Poor posture makes your body work harder than it has to and predisposes it to injury. Optimal spinal, pelvic, shoulder, hip position enables your body to generate force more efficiently and safely that improves performance in work, sporting or recreational activities.
Can I change my posture?
Many people have poor postural habits that develop from a young age.
This causes joints, muscles and ligaments to tighten up, and restrict movement. Even though this posture is poor is can often “feel” right. Obtaining correct postural alignment can often feel difficult unnatural, but once your obtain correct posture your body learns to use this.
To change your posture you have to dedicate a lot of time to break your old habbit. Even though the exrcise itself is very easy, the hardest bit is remembering to do it! If you are struggling to chage your posture you may need a posture brace or change your chair.
Changes in posture occur for three main reasons:
- Joints and Muscles Stretch
- Postural Muscles Strengthen
- You and your body learn what Good Posture is so it becomes second nature.
Correct posture is all about alignment. The principles are the same for Standing, Sitting and Laying. It is simply a straight line from your ears, to your shoulders, to your hips. Think about a big baloon attached to your head and pulling you upright maintaining a tall, long spine. However, everyone is made differently and getting your posture perfect can sometimes mean modifying this simple principle and having to do specific exercises so you can even get into this position. The best way to assess and treat posture is to see your Physiotherapist. A great investment in injury prevention. Some simple cues:
- Small arch in Lower Back
- Chest Out
- Shoulders Back
- Head Back just a touch (chin tuck)
- Feet flat on the ground
- Equal weight through each leg / buttock
- Shoulders inline with Hips
Postural Taping or Bracing is used to encourage good posture when your memory isn’t strong enough to change your posture. It is simple, easy, effective and very specific for you.

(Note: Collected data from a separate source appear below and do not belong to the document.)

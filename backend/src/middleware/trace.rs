//! Request tracing middleware.
//!
//! Each incoming request receives a UUID [`TraceId`] held in task-local
//! storage, a `request` span carrying that id, one completion log line with
//! status and latency, and a `trace-id` response header.
//!
//! Tokio task-locals are not inherited by spawned tasks; wrap such work in
//! [`TraceId::scope`] to keep the id available.

use std::future::Future;
use std::task::{Context, Poll};
use std::time::Instant;

use actix_web::Error;
use actix_web::dev::{Service, ServiceRequest, ServiceResponse, Transform};
use actix_web::http::header::{HeaderName, HeaderValue};
use futures_util::future::{LocalBoxFuture, Ready, ready};
use tokio::task_local;
use tracing::{Instrument as _, error, info, info_span};
use uuid::Uuid;

/// Response header carrying the request's trace identifier.
pub const TRACE_ID_HEADER: &str = "trace-id";

task_local! {
    static TRACE_ID: TraceId;
}

/// Per-request trace identifier exposed via task-local storage.
#[derive(Debug, Clone, Copy, PartialEq, Eq)]
pub struct TraceId(Uuid);

impl TraceId {
    fn generate() -> Self {
        Self(Uuid::new_v4())
    }

    /// Returns the current trace identifier if one is in scope.
    #[must_use]
    pub fn current() -> Option<Self> {
        TRACE_ID.try_with(|id| *id).ok()
    }

    /// Execute `fut` with `trace_id` in scope.
    ///
    /// ```
    /// use backend::middleware::trace::TraceId;
    ///
    /// # tokio::runtime::Runtime::new().expect("runtime").block_on(async {
    /// let trace_id: TraceId = "00000000-0000-0000-0000-000000000000"
    ///     .parse()
    ///     .expect("valid UUID");
    /// let observed = TraceId::scope(trace_id, async move { TraceId::current() }).await;
    /// assert_eq!(observed, Some(trace_id));
    /// # });
    /// ```
    pub async fn scope<Fut>(trace_id: Self, fut: Fut) -> Fut::Output
    where
        Fut: Future,
    {
        TRACE_ID.scope(trace_id, fut).await
    }
}

impl std::fmt::Display for TraceId {
    fn fmt(&self, f: &mut std::fmt::Formatter<'_>) -> std::fmt::Result {
        self.0.fmt(f)
    }
}

impl std::str::FromStr for TraceId {
    type Err = uuid::Error;

    fn from_str(s: &str) -> Result<Self, Self::Err> {
        Uuid::parse_str(s).map(Self)
    }
}

/// Middleware adding a trace id, a request span, and a completion log line
/// to every request.
///
/// ```
/// use actix_web::App;
/// use backend::Trace;
///
/// let app = App::new().wrap(Trace);
/// ```
#[derive(Debug, Clone, Copy, Default)]
pub struct Trace;

impl<S, B> Transform<S, ServiceRequest> for Trace
where
    S: Service<ServiceRequest, Response = ServiceResponse<B>, Error = Error> + 'static,
    S::Future: 'static,
    B: 'static,
{
    type Response = ServiceResponse<B>;
    type Error = Error;
    type InitError = ();
    type Transform = TraceMiddleware<S>;
    type Future = Ready<Result<Self::Transform, Self::InitError>>;

    fn new_transform(&self, service: S) -> Self::Future {
        ready(Ok(TraceMiddleware { service }))
    }
}

/// Service wrapper produced by [`Trace`].
pub struct TraceMiddleware<S> {
    service: S,
}

fn attach_header<B>(res: &mut ServiceResponse<B>, trace_id: TraceId) {
    match HeaderValue::from_str(&trace_id.to_string()) {
        Ok(value) => {
            res.response_mut()
                .headers_mut()
                .insert(HeaderName::from_static(TRACE_ID_HEADER), value);
        }
        Err(error) => error!(%error, %trace_id, "failed to encode trace identifier header"),
    }
}

impl<S, B> Service<ServiceRequest> for TraceMiddleware<S>
where
    S: Service<ServiceRequest, Response = ServiceResponse<B>, Error = Error> + 'static,
    S::Future: 'static,
    B: 'static,
{
    type Response = ServiceResponse<B>;
    type Error = Error;
    type Future = LocalBoxFuture<'static, Result<Self::Response, Self::Error>>;

    fn poll_ready(&self, cx: &mut Context<'_>) -> Poll<Result<(), Self::Error>> {
        self.service.poll_ready(cx)
    }

    fn call(&self, req: ServiceRequest) -> Self::Future {
        let trace_id = TraceId::generate();
        let span = info_span!(
            "request",
            %trace_id,
            method = %req.method(),
            path = req.path(),
        );
        let started = Instant::now();
        let fut = self.service.call(req);

        Box::pin(TraceId::scope(
            trace_id,
            async move {
                let outcome = fut.await;
                let elapsed_ms = u64::try_from(started.elapsed().as_millis()).unwrap_or(u64::MAX);
                match outcome {
                    Ok(mut res) => {
                        attach_header(&mut res, trace_id);
                        info!(status = res.status().as_u16(), elapsed_ms, "request completed");
                        Ok(res)
                    }
                    Err(err) => {
                        error!(error = %err, elapsed_ms, "request failed");
                        Err(err)
                    }
                }
            }
            .instrument(span),
        ))
    }
}
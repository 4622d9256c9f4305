//! HTTP adapter mapping for domain errors.
//!
//! [`ResponseError`] for [`Error`] is the single place where failures turn
//! into status codes and JSON envelopes. The extractor error handlers route
//! malformed bodies, query strings and paths through the same envelope.

use actix_web::error::{JsonPayloadError, PathError, QueryPayloadError};
use actix_web::{HttpRequest, HttpResponse, ResponseError, http::StatusCode};
use serde_json::Value;
use tracing::debug;

use crate::domain::{Error, ErrorCode};
use crate::middleware::trace::TraceId;

use super::validation::{FieldViolation, Location, validation_error};

/// Convenient result alias for HTTP handlers.
pub type ApiResult<T> = Result<T, Error>;

const fn status_for(code: ErrorCode) -> StatusCode {
    match code {
        ErrorCode::ValidationFailed => StatusCode::UNPROCESSABLE_ENTITY,
        ErrorCode::NotFound => StatusCode::NOT_FOUND,
        ErrorCode::DependencyFailure => StatusCode::INTERNAL_SERVER_ERROR,
    }
}

impl ResponseError for Error {
    fn status_code(&self) -> StatusCode {
        status_for(self.code())
    }

    fn error_response(&self) -> HttpResponse {
        let status = self.status_code();
        let trace_id = TraceId::current().map_or_else(String::new, |id| id.to_string());
        debug!(
            %trace_id,
            status = status.as_u16(),
            message = self.message(),
            "returning error envelope"
        );
        HttpResponse::build(status).json(self)
    }
}

fn extractor_error(location: Location, message: String, req: &HttpRequest) -> actix_web::Error {
    debug!(path = req.path(), ?location, %message, "request rejected by extractor");
    validation_error(Value::Null, &[FieldViolation::whole(location, message)]).into()
}

/// Error handler for `web::JsonConfig`.
pub fn json_error_handler(err: JsonPayloadError, req: &HttpRequest) -> actix_web::Error {
    extractor_error(Location::Body, err.to_string(), req)
}

/// Error handler for `web::QueryConfig`.
pub fn query_error_handler(err: QueryPayloadError, req: &HttpRequest) -> actix_web::Error {
    extractor_error(Location::Query, err.to_string(), req)
}

/// Error handler for `web::PathConfig`.
pub fn path_error_handler(err: PathError, req: &HttpRequest) -> actix_web::Error {
    extractor_error(Location::Path, err.to_string(), req)
}
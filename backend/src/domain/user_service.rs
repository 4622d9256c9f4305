//! User management service.
//!
//! Wraps a [`UserRepository`] with uniform error translation: adapter
//! failures become [`ErrorCode::DependencyFailure`](crate::domain::ErrorCode)
//! errors and missing rows become not-found errors, each carrying the
//! operation inputs as context.

use std::sync::Arc;

use pagination::PageRequest;
use serde_json::{Value, json};
use tracing::{error, warn};

use crate::domain::ports::{UserPersistenceError, UserRepository};
use crate::domain::{Error, User, UserDraft, UserId};

/// Service implementing create, read, update and delete for users.
pub struct UserService<R: ?Sized = dyn UserRepository> {
    repository: Arc<R>,
}

impl<R: ?Sized> Clone for UserService<R> {
    fn clone(&self) -> Self {
        Self {
            repository: Arc::clone(&self.repository),
        }
    }
}

fn draft_context(draft: &UserDraft) -> Value {
    json!({ "name": draft.name(), "email": draft.email() })
}

fn dependency_failure(message: &'static str, context: Value, cause: &UserPersistenceError) -> Error {
    error!(error = %cause, %context, "{message}");
    Error::dependency_failure(message).with_details(context, json!(cause.to_string()))
}

fn not_found(message: &'static str, context: Value) -> Error {
    warn!(%context, "{message}");
    Error::not_found(message).with_details(context, Value::Null)
}

impl<R: ?Sized> UserService<R> {
    /// Create a service over `repository`.
    pub const fn new(repository: Arc<R>) -> Self {
        Self { repository }
    }
}

impl<R> UserService<R>
where
    R: UserRepository + ?Sized,
{
    /// Persist a new user.
    ///
    /// # Errors
    ///
    /// Returns a dependency failure when the repository fails.
    pub async fn register(&self, draft: &UserDraft) -> Result<User, Error> {
        self.repository.create(draft).await.map_err(|err| {
            dependency_failure(
                "An error occurred when creating a user",
                draft_context(draft),
                &err,
            )
        })
    }

    /// Fetch one page of users and the total user count.
    ///
    /// # Errors
    ///
    /// Returns a dependency failure when the repository fails.
    pub async fn retrieve_and_count(&self, request: PageRequest) -> Result<(Vec<User>, u64), Error> {
        self.repository.read_and_count(request).await.map_err(|err| {
            dependency_failure(
                "An error occurred when reading and counting users",
                json!({ "page": request.page(), "limit": request.limit() }),
                &err,
            )
        })
    }

    /// Fetch a single user.
    ///
    /// # Errors
    ///
    /// Returns not-found when no user has `id`, or a dependency failure when
    /// the repository fails.
    pub async fn retrieve(&self, id: &UserId) -> Result<User, Error> {
        let context = json!(id.to_string());
        match self.repository.read(id).await {
            Ok(Some(user)) => Ok(user),
            Ok(None) => Err(not_found("User could not be read", context)),
            Err(err) => Err(dependency_failure(
                "An error occurred when reading a user",
                context,
                &err,
            )),
        }
    }

    /// Overwrite the name and email of an existing user.
    ///
    /// # Errors
    ///
    /// Returns not-found when no user has `id`, or a dependency failure when
    /// the repository fails.
    pub async fn replace(&self, id: &UserId, draft: &UserDraft) -> Result<User, Error> {
        let context = json!({ "user_id": id.to_string(), "user": draft_context(draft) });
        match self.repository.update(id, draft).await {
            Ok(Some(user)) => Ok(user),
            Ok(None) => Err(not_found("User could not be updated", context)),
            Err(err) => Err(dependency_failure(
                "An error occurred when updating a user",
                context,
                &err,
            )),
        }
    }

    /// Delete a user, returning it as it was before removal.
    ///
    /// # Errors
    ///
    /// Returns not-found when no user has `id`, or a dependency failure when
    /// the repository fails.
    pub async fn remove(&self, id: &UserId) -> Result<User, Error> {
        let context = json!(id.to_string());
        match self.repository.delete(id).await {
            Ok(Some(user)) => Ok(user),
            Ok(None) => Err(not_found("User could not be removed", context)),
            Err(err) => Err(dependency_failure(
                "An error occurred when deleting a user",
                context,
                &err,
            )),
        }
    }
}

#[cfg(test)]
#[path = "user_service_tests.rs"]
mod tests;
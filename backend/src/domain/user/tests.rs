//! Tests for user identifiers and draft validation.

use super::*;
use rstest::rstest;

#[rstest]
#[case("")]
#[case("not-a-uuid")]
#[case("7f1e5a9c-3b52-4c3e-9d7a")]
fn user_id_rejects_non_uuids(#[case] raw: &str) {
    assert_eq!(UserId::parse(raw), Err(UserValidationError::InvalidId));
}

#[rstest]
fn user_id_displays_hyphenated_form() {
    let raw = "7f1e5a9c-3b52-4c3e-9d7a-2f0b6c1d8e44";
    let id = UserId::parse(raw).expect("valid id");
    assert_eq!(id.to_string(), raw);
}

#[rstest]
fn draft_trims_fields() {
    let draft = UserDraft::new("  Ann ", " ann@x.com ").expect("valid draft");
    assert_eq!(draft.name(), "Ann");
    assert_eq!(draft.email(), "ann@x.com");
}

#[rstest]
#[case("ann@x.com")]
#[case("first.last+tag@mail.example.org")]
fn draft_accepts_email_shaped_addresses(#[case] email: &str) {
    assert!(UserDraft::new("Ann", email).is_ok());
}

#[rstest]
#[case("not-an-email")]
#[case("ann@x")]
#[case("ann @x.com")]
#[case("@x.com")]
fn draft_rejects_malformed_email(#[case] email: &str) {
    let problems = UserDraft::new("Ann", email).expect_err("email should be rejected");
    assert_eq!(problems, vec![UserValidationError::InvalidEmail]);
}

#[rstest]
fn draft_accepts_name_at_the_limit() {
    let name = "n".repeat(NAME_MAX);
    assert!(UserDraft::new(name, "ann@x.com").is_ok());
}

#[rstest]
fn draft_reports_every_problem() {
    let problems = UserDraft::new("n".repeat(NAME_MAX + 1), "nope").expect_err("invalid draft");

    assert_eq!(
        problems,
        vec![
            UserValidationError::NameTooLong { max: NAME_MAX },
            UserValidationError::InvalidEmail,
        ]
    );
    assert_eq!(problems[0].field(), "name");
    assert_eq!(problems[1].field(), "email");
}

#[rstest]
fn draft_rejects_blank_name() {
    let problems = UserDraft::new("   ", "ann@x.com").expect_err("blank name");
    assert_eq!(problems, vec![UserValidationError::EmptyName]);
}

#[rstest]
fn draft_accepts_email_at_the_limit() {
    let email = format!("{}@example.com", "a".repeat(EMAIL_MAX - "@example.com".len()));
    assert!(UserDraft::new("Ann", email).is_ok());
}

#[rstest]
fn draft_rejects_overlong_email() {
    let email = format!("{}@example.com", "a".repeat(300));

    let problems = UserDraft::new("Ann", email).expect_err("email too long");

    assert_eq!(problems, vec![UserValidationError::EmailTooLong { max: EMAIL_MAX }]);
    assert_eq!(problems[0].field(), "email");
}

#[rstest]
#[case("A\u{0}B")]
#[case("Ann\u{7}")]
#[case("An\u{1b}n")]
fn draft_rejects_control_characters_in_name(#[case] name: &str) {
    let problems = UserDraft::new(name, "ann@x.com").expect_err("control characters");
    assert_eq!(problems, vec![UserValidationError::NameControlCharacters]);
}

#[rstest]
#[case("an\u{0}n@x.com")]
#[case("ann@x\u{0}.com")]
fn draft_rejects_control_characters_in_email(#[case] email: &str) {
    let problems = UserDraft::new("Ann", email).expect_err("control characters");
    assert_eq!(problems, vec![UserValidationError::InvalidEmail]);
}
//! Database connector owning the connection pool.
//!
//! [`Database`] is the single entry point for lifecycle and maintenance
//! operations: connecting, running embedded migrations, liveness checks,
//! and the table housekeeping used by integration tests.

use std::sync::OnceLock;

use async_trait::async_trait;
use diesel::pg::PgConnection;
use diesel::sql_types::{BigInt, Text};
use diesel::{Connection as _, QueryableByName};
use diesel_async::RunQueryDsl;
use diesel_migrations::{EmbeddedMigrations, MigrationHarness, embed_migrations};
use regex::Regex;
use tracing::info;

use crate::domain::ports::{DatabaseProbe, DatabaseProbeError};

use super::pool::{DbPool, PoolConfig, PoolError};

const MIGRATIONS: EmbeddedMigrations = embed_migrations!("migrations");
const MIGRATIONS_TABLE: &str = "__diesel_schema_migrations";

static IDENTIFIER_RE: OnceLock<Regex> = OnceLock::new();

fn identifier_regex() -> &'static Regex {
    IDENTIFIER_RE.get_or_init(|| {
        Regex::new(r"^[A-Za-z_][A-Za-z0-9_]*$")
            .unwrap_or_else(|error| panic!("identifier regex failed to compile: {error}"))
    })
}

/// Failures raised by [`Database`] operations.
#[derive(Debug, Clone, PartialEq, Eq, thiserror::Error)]
pub enum DatabaseError {
    /// The pool could not be built or a connection checked out.
    #[error(transparent)]
    Pool(#[from] PoolError),
    /// A statement failed.
    #[error("database statement failed: {message}")]
    Query {
        /// Database error text.
        message: String,
    },
    /// Embedded migrations could not be applied.
    #[error("database migration failed: {message}")]
    Migration {
        /// Migration harness error text.
        message: String,
    },
    /// A table name was not a plain SQL identifier.
    #[error("invalid table name: {name:?}")]
    InvalidTableName {
        /// Rejected name.
        name: String,
    },
}

impl DatabaseError {
    fn query(error: &diesel::result::Error) -> Self {
        Self::Query {
            message: error.to_string(),
        }
    }

    fn migration(message: impl ToString) -> Self {
        Self::Migration {
            message: message.to_string(),
        }
    }
}

#[derive(QueryableByName)]
struct CountRow {
    #[diesel(sql_type = BigInt)]
    count: i64,
}

#[derive(QueryableByName)]
struct TableNameRow {
    #[diesel(sql_type = Text)]
    table_name: String,
}

fn quote_identifier(name: &str) -> String {
    format!("\"{}\"", name.replace('"', "\"\""))
}

/// Connection pool plus the URL it was built from.
#[derive(Clone)]
pub struct Database {
    pool: DbPool,
    database_url: String,
}

impl Database {
    /// Build the pool described by `config`.
    ///
    /// # Errors
    ///
    /// Returns [`DatabaseError::Pool`] when the pool cannot be built.
    pub async fn connect(config: PoolConfig) -> Result<Self, DatabaseError> {
        let database_url = config.database_url().to_owned();
        let pool = DbPool::new(config).await?;
        info!("database pool ready");
        Ok(Self { pool, database_url })
    }

    /// Handle to the shared pool, for repositories.
    #[must_use]
    pub fn pool(&self) -> DbPool {
        self.pool.clone()
    }

    /// Apply every pending embedded migration.
    ///
    /// Diesel's migration harness is synchronous, so this runs on a blocking
    /// thread with its own connection.
    ///
    /// # Errors
    ///
    /// Returns [`DatabaseError::Migration`] when a connection cannot be
    /// opened or a migration fails.
    pub async fn migrate(&self) -> Result<usize, DatabaseError> {
        let url = self.database_url.clone();
        let applied = tokio::task::spawn_blocking(move || {
            let mut conn = PgConnection::establish(&url).map_err(DatabaseError::migration)?;
            conn.run_pending_migrations(MIGRATIONS)
                .map(|versions| versions.len())
                .map_err(DatabaseError::migration)
        })
        .await
        .map_err(DatabaseError::migration)??;
        info!(applied, "database migrations complete");
        Ok(applied)
    }

    /// Run `SELECT 1`.
    ///
    /// # Errors
    ///
    /// Returns an error when no connection is available or the query fails.
    pub async fn check_alive(&self) -> Result<bool, DatabaseError> {
        let mut conn = self.pool.get().await?;
        diesel::sql_query("SELECT 1")
            .execute(&mut conn)
            .await
            .map_err(|err| DatabaseError::query(&err))?;
        Ok(true)
    }

    /// Count the rows of `table`.
    ///
    /// # Errors
    ///
    /// Returns [`DatabaseError::InvalidTableName`] unless `table` is a plain
    /// identifier, or a query error when the table does not exist.
    pub async fn table_row_count(&self, table: &str) -> Result<u64, DatabaseError> {
        if !identifier_regex().is_match(table) {
            return Err(DatabaseError::InvalidTableName {
                name: table.to_owned(),
            });
        }
        let mut conn = self.pool.get().await?;
        let row: CountRow = diesel::sql_query(format!(
            "SELECT count(*) AS count FROM {}",
            quote_identifier(table)
        ))
        .get_result(&mut conn)
        .await
        .map_err(|err| DatabaseError::query(&err))?;
        u64::try_from(row.count).map_err(|_| DatabaseError::Query {
            message: format!("negative row count for {table}"),
        })
    }

    async fn public_tables(&self, include_migrations: bool) -> Result<Vec<String>, DatabaseError> {
        let mut conn = self.pool.get().await?;
        let rows: Vec<TableNameRow> = diesel::sql_query(
            "SELECT table_name::text AS table_name FROM information_schema.tables \
             WHERE table_schema = 'public' AND table_type = 'BASE TABLE' \
             ORDER BY table_name",
        )
        .load(&mut conn)
        .await
        .map_err(|err| DatabaseError::query(&err))?;

        Ok(rows
            .into_iter()
            .map(|row| row.table_name)
            .filter(|name| include_migrations || name != MIGRATIONS_TABLE)
            .collect())
    }

    async fn execute_on_tables(&self, statement: &str, tables: &[String]) -> Result<(), DatabaseError> {
        if tables.is_empty() {
            return Ok(());
        }
        let list = tables
            .iter()
            .map(|name| quote_identifier(name))
            .collect::<Vec<_>>()
            .join(", ");
        let mut conn = self.pool.get().await?;
        diesel::sql_query(format!("{statement} {list} CASCADE"))
            .execute(&mut conn)
            .await
            .map_err(|err| DatabaseError::query(&err))?;
        Ok(())
    }

    /// Truncate every application table in the `public` schema, keeping the
    /// migration history.
    ///
    /// # Errors
    ///
    /// Returns an error when listing or truncating the tables fails.
    pub async fn clear_tables(&self) -> Result<(), DatabaseError> {
        let tables = self.public_tables(false).await?;
        self.execute_on_tables("TRUNCATE TABLE", &tables).await
    }

    /// Drop every table in the `public` schema, migration history included,
    /// so the next [`Database::migrate`] starts from scratch.
    ///
    /// # Errors
    ///
    /// Returns an error when listing or dropping the tables fails.
    pub async fn drop_tables(&self) -> Result<(), DatabaseError> {
        let tables = self.public_tables(true).await?;
        self.execute_on_tables("DROP TABLE IF EXISTS", &tables)
            .await
    }

    /// Release this handle on the pool.
    ///
    /// Connections close once every clone of the pool, including those held
    /// by repositories, has been dropped.
    pub fn dispose(self) {
        drop(self.pool);
        info!("database pool released");
    }
}

#[async_trait]
impl DatabaseProbe for Database {
    async fn is_alive(&self) -> Result<bool, DatabaseProbeError> {
        self.check_alive().await.map_err(|err| match err {
            DatabaseError::Pool(pool) => DatabaseProbeError::connection(pool.into_message()),
            other => DatabaseProbeError::query(other.to_string()),
        })
    }
}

- Have a good ergonomic chair.
- Bottom back in the chair and adequate lumbar support (can add later)
- Shoulders back and chin tucked in a little.
- Hips and knees to be at right angles
For more details on Sitting and Chair Setup please see Ergonomic Office/ Desk Setup
For more detail please see Ergonomic Office/ Desk Setup
The principles when laying are the same for any other position. Maintaining Alignment and Support is paramount. Try and keep a straight back, the legs and arms can move depending on where you find them most comfortable. This means try not to go into the foetal position, have a twisted or bowed spine. A good matress is important. A good matress has a firm base to provide good support and a soft topper to provide comfort and some moulding to the bumps of the body ie. hips and shoulders.
Sleeping is very habitual and like other postures takes time to change and should be done gradually to avoid over-stressing your body.
The three main positions for laying are on your back, front or side.
Laying on your side requires the highest pillow which must fill the gap between the tip of your shoulder and the side of your hear
Laying on your back requires a thin pillow as a high pillow will push your head forward too much
Laying on your front requires a very thin pillow or no pillow and a very flexible neck in rotation. Most people do nothave this flexibility so it is not recommended.
For the best pillow for you please ask your Physiotherapist or Contact Us
Pillows may also be used under (laying on back) or between (laying on side) knees for comfor.